命題
まだ起きていない、或いは、まだ確認されていない特定の事象に於いて、取り得る状態の「確率」の総和は1.0となり、例えば、コインの裏・表が出る確率は其々0.5である。
これは論理学での命題ですが、現実世界ではコインが立つ「可能性」も有るので「偽」となります。しかしながら、これも正確では有りません。ここでの「可能性」の意味は、「起こり得るか、起こり得ないか。」の判断なので「1か、0か」と書けますが、「1.0か、0.0か」とは書きません。それは「可能性」では「0.5」等の中途半端の値は取り得ないからだとされます。つまり、「有・無」等を数値化した場合の「可能性」の有効数字は「一桁で、0か1」であると言えます。
また、「正確ではない」とは、一般に「論理上のコイン」は「裏と表しか出ない」事が前提になっているからで、この命題に「論理上の状態数が2のコイン」か「現実のコインで、状態数が3以上ある」かの指定が有れば、正確に答えられる「かも」しれません。

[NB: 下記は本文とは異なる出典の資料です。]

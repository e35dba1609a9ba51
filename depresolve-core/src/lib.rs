//! depresolve Core
//!
//! This crate provides deterministic dependency ordering for a host that
//! activates, builds or installs named entities one after another.
//! It implements:
//!
//! - A generic depth-first graph walker with edge classification
//! - A dependency resolver producing a post-order with cycle rejection
//!
//! # Architecture
//!
//! The crate is organized into two modules:
//!
//! - `graph`: node arena, traversal state and the observer-driven walker
//! - `resolver`: the domain API, its error type and configuration
//!
//! The resolver is synchronous and single-threaded. Building the graph and
//! resolving it both need `&mut` or ownership, so sharing one across threads
//! requires the caller's own synchronization.
//!
//! # Example
//!
//! ```rust
//! use depresolve_core::resolver::{DependencyResolver, ResolveError};
//!
//! let mut resolver = DependencyResolver::new();
//! resolver.add_node("a", 1);
//! resolver.add_node("b", 2);
//! resolver.add_node("c", 3);
//! resolver.add_node_dependencies("a", ["b"]);
//! resolver.add_node_dependencies("b", ["c"]);
//!
//! let resolution = resolver.resolve()?;
//! assert_eq!(resolution.data_ordering(), vec![Some(&3), Some(&2), Some(&1)]);
//! # Ok::<(), ResolveError<&str>>(())
//! ```

pub mod graph;
pub mod resolver;

pub use graph::{EdgeKind, GraphObserver, GraphWalker, Node, NodeIndex, NodeState};
pub use resolver::{
    DependencyDeclaration, DependencyResolver, Resolution, ResolveError, ResolveOptions,
    ResolveResult,
};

現実のコインの場合で「可能性」を考慮すると、「確率:P」の数値の取りうる範囲は「0.0<P<1.0」であり、最初の命題は間違いと言えます。つまり、コインの状態は「表・裏」以外に存在しないことが証明されない限り「コインの状態数(確率の成分の数)」は確定しないので、既知の確率の総和は1より小さいと言えます。ここで「コインの状態数=3」で、立位の確率が0.2としてと定義すると、コインの裏・表が出る確率は其々0.4となりますが、現実には更に他の状態が有る「可能性」も排除できません。
理屈っぽい人に言わせると「可能性」には大きさは無く、「有る(1)、無い(0)、の二者択一である」と言い、「0と1は状態値であり大きさを示すモノではない」ので「可能性が大きい、小さい。」と云う表現は論理的には間違いであると主張します。
文章表現では、「子供の可能性は無限大である。」とか「遺伝子組み換え技術は、人類に恩恵をもたらす大きな可能性を秘めている。」など、「可能性」には「0と1」以外にも、無限大迄の任意の数値を与える事が可能で「大きさ」が有ると言えます。
また、「コインの裏表の確率の命題」では、コインが「裏・表・立位」以外にも取り得る状態は、「可能性は小さい」とは言え、消失・表裏一体・溶融・破壊・崩壊・・・など、人間には予測の出来ない場合も有り得ます。ここで、「可能性は小さい」と書いたように、「可能性には大小が有る」との表現が間違いではない事を示しています。
また、ここで「可能性は小さい」は間違いなので「確率が小さい」と書くと、小さいながらも「確率は有る、或いは0ではない」事を意味し、若しこのコインが3ケ以外の状態をとることが無い場合は、「確率は0である」となり、「確率は小さい」と書く事は間違いになります。
つまり、現実世界に有るかどうかすら分からない事案や状態を「論理計算」に取り込む場合には、「可能性」を「0か1か」に固定することは出来ません。「可能性の大小」によってPの最小値(0以上)と最大値(1以下)を決めなければ、理論確率を現実世界で援用する事には危険性を伴います。例えば、ロケットの発射試験で、各パーツの成功確率を掛け合わせても、未知の条件「例えば、部品の相互作用とか、合成の誤謬など」があり、ロケット全体としての成功確率は計算できません。但し、現在の所「可能性を数値化」する科学が未発達なので、予想外の失敗を防ぐ事は出来ません。
「コイントスが一回目と二回目では、どちらが表の出る確率が高いか?」では、何回しても確率は同じと言えます。
「コイントスが一回の場合と二回の場合とでは、どちらが表の出る可能性が大きいか?」では、各回の「確率」は同じで常に「可能性も有る(1)」のですが、回数を重ねる事でいつかは確実に表が出ると思われ、「二回の方が、可能性が大きい。」と言えます。
ここでも「可能性には大きさが有る。」と言えます。